## WHAT TO WORK ON
Please give back, word for word, only the lines starting at the one containing "generation-service integration tests." and ending at the one containing "let client = Arc::new(client);" within the material below.

## GIVEN RECORDS
--
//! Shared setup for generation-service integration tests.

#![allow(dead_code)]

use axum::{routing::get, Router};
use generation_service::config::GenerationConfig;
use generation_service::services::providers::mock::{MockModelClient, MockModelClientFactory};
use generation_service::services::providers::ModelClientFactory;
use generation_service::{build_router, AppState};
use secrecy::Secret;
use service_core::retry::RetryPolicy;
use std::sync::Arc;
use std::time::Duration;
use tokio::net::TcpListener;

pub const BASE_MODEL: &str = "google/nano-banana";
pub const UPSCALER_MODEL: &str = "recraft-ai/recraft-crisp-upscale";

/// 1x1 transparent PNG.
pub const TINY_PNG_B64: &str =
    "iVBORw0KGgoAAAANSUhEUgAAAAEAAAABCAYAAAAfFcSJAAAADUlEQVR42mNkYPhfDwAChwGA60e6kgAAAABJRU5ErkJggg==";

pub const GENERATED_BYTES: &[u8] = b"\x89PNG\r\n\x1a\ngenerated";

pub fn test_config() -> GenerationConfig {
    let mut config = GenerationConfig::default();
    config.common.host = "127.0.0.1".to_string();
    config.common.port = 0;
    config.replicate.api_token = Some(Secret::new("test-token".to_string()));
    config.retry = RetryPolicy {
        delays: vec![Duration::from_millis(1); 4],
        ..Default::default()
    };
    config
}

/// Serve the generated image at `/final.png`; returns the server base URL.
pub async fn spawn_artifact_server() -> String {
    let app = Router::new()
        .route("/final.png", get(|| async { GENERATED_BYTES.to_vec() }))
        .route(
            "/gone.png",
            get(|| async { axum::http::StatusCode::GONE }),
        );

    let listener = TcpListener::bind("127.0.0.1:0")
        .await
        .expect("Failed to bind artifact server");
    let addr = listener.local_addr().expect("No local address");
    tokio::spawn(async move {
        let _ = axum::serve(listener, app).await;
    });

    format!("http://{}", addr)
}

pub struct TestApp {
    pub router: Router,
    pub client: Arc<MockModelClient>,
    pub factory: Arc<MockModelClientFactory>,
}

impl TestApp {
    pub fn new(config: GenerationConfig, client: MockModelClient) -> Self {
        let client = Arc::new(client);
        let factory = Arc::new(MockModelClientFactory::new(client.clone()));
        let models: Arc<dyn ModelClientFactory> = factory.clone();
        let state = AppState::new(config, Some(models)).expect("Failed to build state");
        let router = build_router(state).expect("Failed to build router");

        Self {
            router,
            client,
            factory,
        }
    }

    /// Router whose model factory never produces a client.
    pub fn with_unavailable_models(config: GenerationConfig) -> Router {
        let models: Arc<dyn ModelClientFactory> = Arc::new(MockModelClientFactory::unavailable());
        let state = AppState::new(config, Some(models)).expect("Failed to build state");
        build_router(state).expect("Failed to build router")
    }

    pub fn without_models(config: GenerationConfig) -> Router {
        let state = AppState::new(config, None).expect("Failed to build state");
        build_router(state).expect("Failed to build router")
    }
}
--
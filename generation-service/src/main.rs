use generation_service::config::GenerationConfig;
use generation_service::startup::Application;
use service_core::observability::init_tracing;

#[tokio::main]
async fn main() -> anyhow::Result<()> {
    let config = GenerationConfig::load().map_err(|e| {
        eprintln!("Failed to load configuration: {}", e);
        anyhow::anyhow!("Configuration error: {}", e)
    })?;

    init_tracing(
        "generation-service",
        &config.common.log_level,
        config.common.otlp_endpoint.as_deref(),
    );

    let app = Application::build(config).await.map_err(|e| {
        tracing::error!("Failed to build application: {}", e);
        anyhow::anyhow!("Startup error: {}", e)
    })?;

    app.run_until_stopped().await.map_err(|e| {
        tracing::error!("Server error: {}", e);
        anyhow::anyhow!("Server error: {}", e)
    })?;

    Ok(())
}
--
## OUTPUT OF THE EXERCISE
//! Shared setup for generation-service integration tests.

#![allow(dead_code)]

use axum::{routing::get, Router};
use generation_service::config::GenerationConfig;
use generation_service::services::providers::mock::{MockModelClient, MockModelClientFactory};
use generation_service::services::providers::ModelClientFactory;
use generation_service::{build_router, AppState};
use secrecy::Secret;
use service_core::retry::RetryPolicy;
use std::sync::Arc;
use std::time::Duration;
use tokio::net::TcpListener;

pub const BASE_MODEL: &str = "google/nano-banana";
pub const UPSCALER_MODEL: &str = "recraft-ai/recraft-crisp-upscale";

/// 1x1 transparent PNG.
pub const TINY_PNG_B64: &str =
    "iVBORw0KGgoAAAANSUhEUgAAAAEAAAABCAYAAAAfFcSJAAAADUlEQVR42mNkYPhfDwAChwGA60e6kgAAAABJRU5ErkJggg==";

pub const GENERATED_BYTES: &[u8] = b"\x89PNG\r\n\x1a\ngenerated";

pub fn test_config() -> GenerationConfig {
    let mut config = GenerationConfig::default();
    config.common.host = "127.0.0.1".to_string();
    config.common.port = 0;
    config.replicate.api_token = Some(Secret::new("test-token".to_string()));
    config.retry = RetryPolicy {
        delays: vec![Duration::from_millis(1); 4],
        ..Default::default()
    };
    config
}

/// Serve the generated image at `/final.png`; returns the server base URL.
pub async fn spawn_artifact_server() -> String {
    let app = Router::new()
        .route("/final.png", get(|| async { GENERATED_BYTES.to_vec() }))
        .route(
            "/gone.png",
            get(|| async { axum::http::StatusCode::GONE }),
        );

    let listener = TcpListener::bind("127.0.0.1:0")
        .await
        .expect("Failed to bind artifact server");
    let addr = listener.local_addr().expect("No local address");
    tokio::spawn(async move {
        let _ = axum::serve(listener, app).await;
    });

    format!("http://{}", addr)
}

pub struct TestApp {
    pub router: Router,
    pub client: Arc<MockModelClient>,
    pub factory: Arc<MockModelClientFactory>,
}

impl TestApp {
    pub fn new(config: GenerationConfig, client: MockModelClient) -> Self {
        let client = Arc::new(client);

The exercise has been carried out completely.